This is all to the good of The Bikeriders, which is inspired by a photo book by Danny Lyon – who appears here as a character played by Mike Faist. Between 1965 and 1973, the real Lyon photographed and interviewed members of a biker gang known as the Outlaws Motorcycle Club, fictionalised here as the Vandals Motorcycle Club. Quaintly, it’s a club that developed in the greater Chicago area, and the reason that’s quaint is that many if not most of the characters have thick Chicago accents. It’s hard to be all that threatening when you sound like George Wendt and Mike Myers in that Saturday Night Live sketch about NFL coach Mike Ditka.

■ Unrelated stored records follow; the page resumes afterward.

// tests/rest_private.rs

mod common;

use mockito::{Matcher, Server};
use serde_json::json;
use zb_connector_rs::rest::Client;
use zb_connector_rs::types::{Action, FuturesAccountType, OrderIds, OrderSide, PageQuery};
use zb_connector_rs::ZbError;

fn signed_client(url: &str) -> Client {
    Client::new(
        Some("test_key".to_string()),
        Some("test_secret".to_string()),
        Some(url),
        None,
    )
    .expect("Failed to create REST client")
}

fn ok_body(data: serde_json::Value) -> String {
    json!({ "code": 10000, "desc": "操作成功", "data": data }).to_string()
}

#[tokio::test]
async fn test_create_order_is_signed_and_posted_as_json() {
    let mut server = Server::new_async().await;
    let m = server
        .mock("POST", "/Server/api/v2/trade/order")
        .match_header("zb-apikey", "test_key")
        .match_header("zb-timestamp", Matcher::Any)
        .match_header("zb-sign", Matcher::Regex(".+".to_string()))
        .match_header("zb-lan", "cn")
        .match_body(Matcher::Json(json!({
            "symbol": "BTC_USDT",
            "action": 1,
            "price": 30000.5,
            "amount": 0.01,
            "side": 1,
            "entrustType": 1
        })))
        .with_status(200)
        .with_header("content-type", "application/json")
        .with_body(ok_body(json!({ "orderId": "6856937443201916928" })))
        .create_async()
        .await;

    let client = signed_client(&server.url());
    let result = client
        .create_order(
            "BTC_USDT",
            OrderSide::OpenLong,
            0.01,
            30000.5,
            Action::Limit,
            1,
            None,
        )
        .await
        .expect("order request failed");

    assert_eq!(result["orderId"], "6856937443201916928");
    m.assert_async().await;
}

#[tokio::test]
async fn test_order_arguments_are_checked_before_sending() {
    let mut server = Server::new_async().await;
    let m = server
        .mock("POST", Matcher::Any)
        .expect(0)
        .create_async()
        .await;

    let client = signed_client(&server.url());
    let result = client
        .create_order(
            "BTC_USDT",
            OrderSide::OpenLong,
            0.01,
            0.0,
            Action::Limit,
            1,
            None,
        )
        .await;
    assert!(matches!(
        result,
        Err(ZbError::ParameterValueError { ref param, .. }) if param == "price"
    ));

    let result = client.cancel_order("BTC_USDT", OrderIds::default()).await;
    assert!(matches!(result, Err(ZbError::ArgumentsRequired { .. })));

    let result = client.batch_cancel_orders("BTC_USDT", &[], &[]).await;
    assert!(matches!(result, Err(ZbError::ArgumentsRequired { .. })));

    m.assert_async().await;
}

#[tokio::test]
async fn test_private_call_without_credentials_fails() {
    let mut server = Server::new_async().await;
    let m = server
        .mock("GET", Matcher::Any)
        .expect(0)
        .create_async()
        .await;

    let client = Client::public(Some(server.url().as_str()), None).unwrap();
    let result = client
        .get_account("usdt", FuturesAccountType::BaseUsdt)
        .await;
    let error = tokio_test::assert_err!(result);
    assert!(matches!(error, ZbError::AuthenticationError(_)));
    m.assert_async().await;
}

#[tokio::test]
async fn test_invalid_sign_code() {
    let mut server = Server::new_async().await;
    let _m = server
        .mock("GET", "/Server/api/v2/Fund/balance")
        .match_query(Matcher::Any)
        .with_status(200)
        .with_body(json!({ "code": 10014, "desc": "sign error" }).to_string())
        .create_async()
        .await;

    let client = signed_client(&server.url());
    match client.get_balance(Some("usdt"), FuturesAccountType::BaseUsdt).await {
        Err(ZbError::InvalidSign(message)) => assert!(message.contains("sign error")),
        other => panic!("expected InvalidSign, got {:?}", other),
    }
}

#[tokio::test]
async fn test_paged_results_are_unwrapped() {
    let mut server = Server::new_async().await;
    let _m = server
        .mock("GET", "/Server/api/v2/trade/getAllOrders")
        .match_query(Matcher::AllOf(vec![
            Matcher::UrlEncoded("symbol".into(), "ETH_USDT".into()),
            Matcher::UrlEncoded("page".into(), "2".into()),
            Matcher::UrlEncoded("size".into(), "10".into()),
            Matcher::UrlEncoded("startTime".into(), "1690000000000".into()),
        ]))
        .match_header("zb-sign", Matcher::Regex(".+".to_string()))
        .with_status(200)
        .with_body(ok_body(json!({
            "list": [{ "id": "1" }, { "id": "2" }],
            "pageNum": 2,
            "pageSize": 10
        })))
        .create_async()
        .await;

    let client = signed_client(&server.url());
    let page = PageQuery {
        start_time: Some(1690000000000),
        page: 2,
        ..PageQuery::default()
    };
    let orders = client
        .get_all_orders("ETH_USDT", page)
        .await
        .expect("orders request failed");

    assert_eq!(orders.len(), 2);
    assert_eq!(orders[1]["id"], "2");
}

#[tokio::test]
async fn test_qc_account_uses_prefixed_path() {
    let mut server = Server::new_async().await;
    let m = server
        .mock("POST", "/qc/Server/api/v2/setting/setLeverage")
        .match_body(Matcher::PartialJson(json!({
            "symbol": "BTC_QC",
            "leverage": 20
        })))
        .with_status(200)
        .with_body(ok_body(json!({ "leverage": 20 })))
        .create_async()
        .await;

    let client = signed_client(&server.url());
    let result = tokio_test::assert_ok!(
        client
            .set_leverage("BTC_QC", 20, FuturesAccountType::BaseQc)
            .await
    );
    assert_eq!(result["leverage"], 20);
    m.assert_async().await;
}

#[tokio::test]
#[ignore] // Ignored by default as it requires network access and credentials
async fn test_live_get_account() {
    common::setup();
    let api_key = common::get_env_var("ZB_API_KEY");
    let secret = common::get_env_var("ZB_SECRET_KEY");

    let client =
        Client::new(Some(api_key), Some(secret), None, None).expect("Failed to create REST client");

    let result = client
        .get_account("usdt", FuturesAccountType::BaseUsdt)
        .await;
    println!("Account Result: {:?}", result);
    assert!(result.is_ok());
}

The evocation of a sketch comedy show is appropriate, because The Bikeriders is regularly funny. Starting things off on the right note in that regard is Jodie Comer as Kathy, an outsider to this life with the very thickest and most delightful of the Chicago accents. She remains fundamentally a square dressed in plain clothing even after she stumbles her way into marrying Butler’s Benny. Although we hear other characters’ voices in an interview style, the majority of what we see here is formed from interviews with Kathy, usually taking place in her kitchen as she makes coffee, gesticulates a lot, and goes off on loopy tangents.

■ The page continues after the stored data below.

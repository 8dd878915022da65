use serde::{Deserialize, Serialize};

// --- Enums ---

/// Contract family an account operation applies to.
#[derive(Debug, Clone, Copy, PartialEq, Eq, Default)]
pub enum FuturesAccountType {
    #[default]
    BaseUsdt,
    BaseQc,
    BaseCoin,
}

impl FuturesAccountType {
    pub fn value(self) -> i64 {
        match self {
            FuturesAccountType::BaseUsdt => 1,
            FuturesAccountType::BaseQc => 2,
            FuturesAccountType::BaseCoin => 3,
        }
    }
}

/// Kline period token used both in REST `period` params and stream channel names.
#[derive(Debug, Clone, Copy, PartialEq, Eq, Default)]
pub enum Interval {
    Min1,
    Min5,
    #[default]
    Min15,
    Min30,
    Hour1,
    Hour6,
    Day1,
    Day5,
}

impl Interval {
    pub fn as_str(self) -> &'static str {
        match self {
            Interval::Min1 => "1M",
            Interval::Min5 => "5M",
            Interval::Min15 => "15M",
            Interval::Min30 => "30M",
            Interval::Hour1 => "1H",
            Interval::Hour6 => "6H",
            Interval::Day1 => "1D",
            Interval::Day5 => "5D",
        }
    }
}

#[derive(Debug, Clone, Copy, PartialEq, Eq)]
pub enum OrderSide {
    // Two-way positions
    OpenLong,
    OpenShort,
    CloseLong,
    CloseShort,
    // One-way positions
    OneWayBuy,
    OneWaySell,
    OneWayOnlyClose,
}

impl OrderSide {
    pub fn value(self) -> i64 {
        match self {
            OrderSide::OpenLong => 1,
            OrderSide::OpenShort => 2,
            OrderSide::CloseLong => 3,
            OrderSide::CloseShort => 4,
            OrderSide::OneWayBuy => 5,
            OrderSide::OneWaySell => 6,
            OrderSide::OneWayOnlyClose => 0,
        }
    }
}

/// Order price type.
#[derive(Debug, Clone, Copy, PartialEq, Eq, Default)]
pub enum Action {
    #[default]
    Limit,
    Opponent,
    Optimal5,
    Market,
    Ioc,
    OpponentIoc,
    Optimal5Ioc,
    OnlyMaker,
    Fok,
    OpponentFok,
    Optimal5Fok,
}

impl Action {
    pub fn value(self) -> i64 {
        match self {
            Action::Limit => 1,
            Action::Opponent => 11,
            Action::Optimal5 => 12,
            Action::Market => 2,
            Action::Ioc => 3,
            Action::OpponentIoc => 31,
            Action::Optimal5Ioc => 32,
            Action::OnlyMaker => 4,
            Action::Fok => 5,
            Action::OpponentFok => 51,
            Action::Optimal5Fok => 52,
        }
    }
}

#[derive(Debug, Clone, Copy, PartialEq, Eq)]
pub enum PositionsMode {
    OneDirection,
    BiDirection,
}

impl PositionsMode {
    pub fn value(self) -> i64 {
        match self {
            PositionsMode::OneDirection => 1,
            PositionsMode::BiDirection => 2,
        }
    }
}

#[derive(Debug, Clone, Copy, PartialEq, Eq)]
pub enum MarginMode {
    Isolated,
    Cross,
}

impl MarginMode {
    pub fn value(self) -> i64 {
        match self {
            MarginMode::Isolated => 1,
            MarginMode::Cross => 2,
        }
    }
}

// --- Request Structs ---

/// One entry of a batch order, serialized with the exchange's camelCase keys.
#[derive(Serialize, Deserialize, Debug, Clone, PartialEq)]
#[serde(rename_all = "camelCase")]
pub struct OrderRequest {
    pub symbol: String,
    pub side: i64,
    pub action: i64,
    pub amount: f64,
    pub price: f64,
    pub entrust_type: i64,
    #[serde(skip_serializing_if = "Option::is_none")]
    pub client_order_id: Option<String>,
}

impl OrderRequest {
    pub fn limit(symbol: &str, side: OrderSide, amount: f64, price: f64) -> Self {
        Self {
            symbol: symbol.to_string(),
            side: side.value(),
            action: Action::Limit.value(),
            amount,
            price,
            entrust_type: 1,
            client_order_id: None,
        }
    }
}

/// Order identifiers for operations that accept either form.
#[derive(Debug, Clone, Default, PartialEq)]
pub struct OrderIds {
    pub order_id: Option<String>,
    pub client_order_id: Option<String>,
}

impl OrderIds {
    pub fn by_order_id(order_id: impl Into<String>) -> Self {
        Self {
            order_id: Some(order_id.into()),
            client_order_id: None,
        }
    }

    pub fn by_client_order_id(client_order_id: impl Into<String>) -> Self {
        Self {
            order_id: None,
            client_order_id: Some(client_order_id.into()),
        }
    }

    pub fn is_empty(&self) -> bool {
        self.order_id.is_none() && self.client_order_id.is_none()
    }
}

/// Paging and time window for list queries. Times are epoch milliseconds.
#[derive(Debug, Clone, Copy, PartialEq, Eq)]
pub struct PageQuery {
    pub start_time: Option<i64>,
    pub end_time: Option<i64>,
    /// Starts at 1.
    pub page: u32,
    pub size: u32,
}

impl Default for PageQuery {
    fn default() -> Self {
        Self {
            start_time: None,
            end_time: None,
            page: 1,
            size: 10,
        }
    }
}

// --- Response Structs ---

/// The REST response envelope: `code == 10000` means success.
#[derive(Deserialize, Debug, Clone)]
pub struct ApiResponse<T> {
    pub code: i64,
    #[serde(default)]
    pub desc: Option<String>,
    pub data: Option<T>,
}

pub const SUCCESS_CODE: i64 = 10000;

The other characters she brings into focus are her husband, the smouldering and mostly silent Benny (Butler); the chapter head, Johnny (Tom Hardy), who got the idea to form the club from a Marlon Brando movie; Brucie (Damon Herriman), his deputy; Cal (Boyd Holbrook), a refugee from a California biker club, and Funny Sonny (Norman Reedus), the member from that club sent to mess Cal up, who instead joins the club; Zipco (Michael Shannon), a Latvian with a screw loose; and Cockroach (Emory Cohen), who eats, you guessed it, cockroaches. The film is a tapestry of their experiences as this lifestyle goes from innocuous and alluring to dangerous and divisive over a period of years.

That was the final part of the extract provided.